## PROMPT
Go through the listing and pick out each line with the word "kind" in it.
--------
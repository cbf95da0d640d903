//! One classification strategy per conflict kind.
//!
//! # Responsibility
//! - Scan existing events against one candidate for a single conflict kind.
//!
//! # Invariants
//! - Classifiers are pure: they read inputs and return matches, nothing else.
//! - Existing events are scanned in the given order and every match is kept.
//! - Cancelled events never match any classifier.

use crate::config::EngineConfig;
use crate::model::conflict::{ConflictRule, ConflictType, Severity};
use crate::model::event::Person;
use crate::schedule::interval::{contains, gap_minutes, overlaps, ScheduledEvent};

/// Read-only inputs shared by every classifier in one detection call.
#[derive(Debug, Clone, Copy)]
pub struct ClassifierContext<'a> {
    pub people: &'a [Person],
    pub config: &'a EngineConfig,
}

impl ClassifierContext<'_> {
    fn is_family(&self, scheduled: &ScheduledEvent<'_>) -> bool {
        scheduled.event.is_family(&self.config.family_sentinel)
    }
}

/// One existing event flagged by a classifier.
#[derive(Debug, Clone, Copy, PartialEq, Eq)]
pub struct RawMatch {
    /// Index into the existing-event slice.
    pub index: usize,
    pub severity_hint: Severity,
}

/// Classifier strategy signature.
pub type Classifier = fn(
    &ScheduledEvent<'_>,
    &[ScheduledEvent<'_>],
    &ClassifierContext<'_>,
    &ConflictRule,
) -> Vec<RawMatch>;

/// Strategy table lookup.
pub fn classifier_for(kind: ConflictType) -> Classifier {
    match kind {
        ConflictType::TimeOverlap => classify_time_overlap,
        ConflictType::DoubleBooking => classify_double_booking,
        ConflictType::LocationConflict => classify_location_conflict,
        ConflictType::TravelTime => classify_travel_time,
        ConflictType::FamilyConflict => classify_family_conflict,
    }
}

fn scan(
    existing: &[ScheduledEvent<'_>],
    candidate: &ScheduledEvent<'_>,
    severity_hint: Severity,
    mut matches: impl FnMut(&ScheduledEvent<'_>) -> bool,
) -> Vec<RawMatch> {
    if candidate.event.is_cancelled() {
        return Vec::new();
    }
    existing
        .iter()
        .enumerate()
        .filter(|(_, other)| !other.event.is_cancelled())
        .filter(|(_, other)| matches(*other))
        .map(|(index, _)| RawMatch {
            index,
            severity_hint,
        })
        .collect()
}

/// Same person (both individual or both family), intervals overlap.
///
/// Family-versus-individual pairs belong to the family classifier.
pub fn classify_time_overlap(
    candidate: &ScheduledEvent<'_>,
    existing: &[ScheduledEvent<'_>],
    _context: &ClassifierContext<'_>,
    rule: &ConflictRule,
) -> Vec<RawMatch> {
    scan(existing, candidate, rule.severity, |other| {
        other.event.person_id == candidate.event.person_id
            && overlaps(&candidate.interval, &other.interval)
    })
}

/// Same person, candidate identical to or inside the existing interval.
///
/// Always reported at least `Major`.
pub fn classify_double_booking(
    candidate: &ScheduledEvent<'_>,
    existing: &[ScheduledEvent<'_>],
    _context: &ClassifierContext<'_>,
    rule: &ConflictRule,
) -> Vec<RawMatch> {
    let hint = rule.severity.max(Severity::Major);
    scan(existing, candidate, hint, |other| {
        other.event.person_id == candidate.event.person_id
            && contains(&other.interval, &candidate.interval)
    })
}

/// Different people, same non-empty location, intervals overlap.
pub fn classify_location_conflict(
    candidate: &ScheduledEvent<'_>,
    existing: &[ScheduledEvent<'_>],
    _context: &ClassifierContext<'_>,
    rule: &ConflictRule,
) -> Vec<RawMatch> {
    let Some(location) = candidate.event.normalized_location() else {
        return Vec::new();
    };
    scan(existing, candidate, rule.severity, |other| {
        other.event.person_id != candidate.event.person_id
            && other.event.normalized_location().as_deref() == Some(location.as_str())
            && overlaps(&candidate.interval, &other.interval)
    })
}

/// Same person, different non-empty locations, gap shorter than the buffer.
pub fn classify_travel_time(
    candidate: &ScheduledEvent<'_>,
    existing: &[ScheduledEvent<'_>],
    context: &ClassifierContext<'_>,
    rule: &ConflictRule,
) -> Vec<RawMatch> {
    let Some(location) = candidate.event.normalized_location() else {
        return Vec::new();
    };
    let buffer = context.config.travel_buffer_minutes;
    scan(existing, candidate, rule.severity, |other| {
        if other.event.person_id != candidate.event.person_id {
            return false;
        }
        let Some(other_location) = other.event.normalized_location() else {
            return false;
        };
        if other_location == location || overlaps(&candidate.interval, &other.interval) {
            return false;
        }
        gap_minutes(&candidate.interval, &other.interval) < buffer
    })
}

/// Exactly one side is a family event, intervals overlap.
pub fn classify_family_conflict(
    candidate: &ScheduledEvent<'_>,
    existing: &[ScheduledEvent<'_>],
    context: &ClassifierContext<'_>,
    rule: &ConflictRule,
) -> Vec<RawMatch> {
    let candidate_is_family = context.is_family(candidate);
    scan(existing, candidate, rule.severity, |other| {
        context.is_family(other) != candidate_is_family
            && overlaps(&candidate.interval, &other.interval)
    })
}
--------
## SOLUTION TO THIS PROBLEM
//! One classification strategy per conflict kind.
//! - Scan existing events against one candidate for a single conflict kind.
pub fn classifier_for(kind: ConflictType) -> Classifier {
    match kind {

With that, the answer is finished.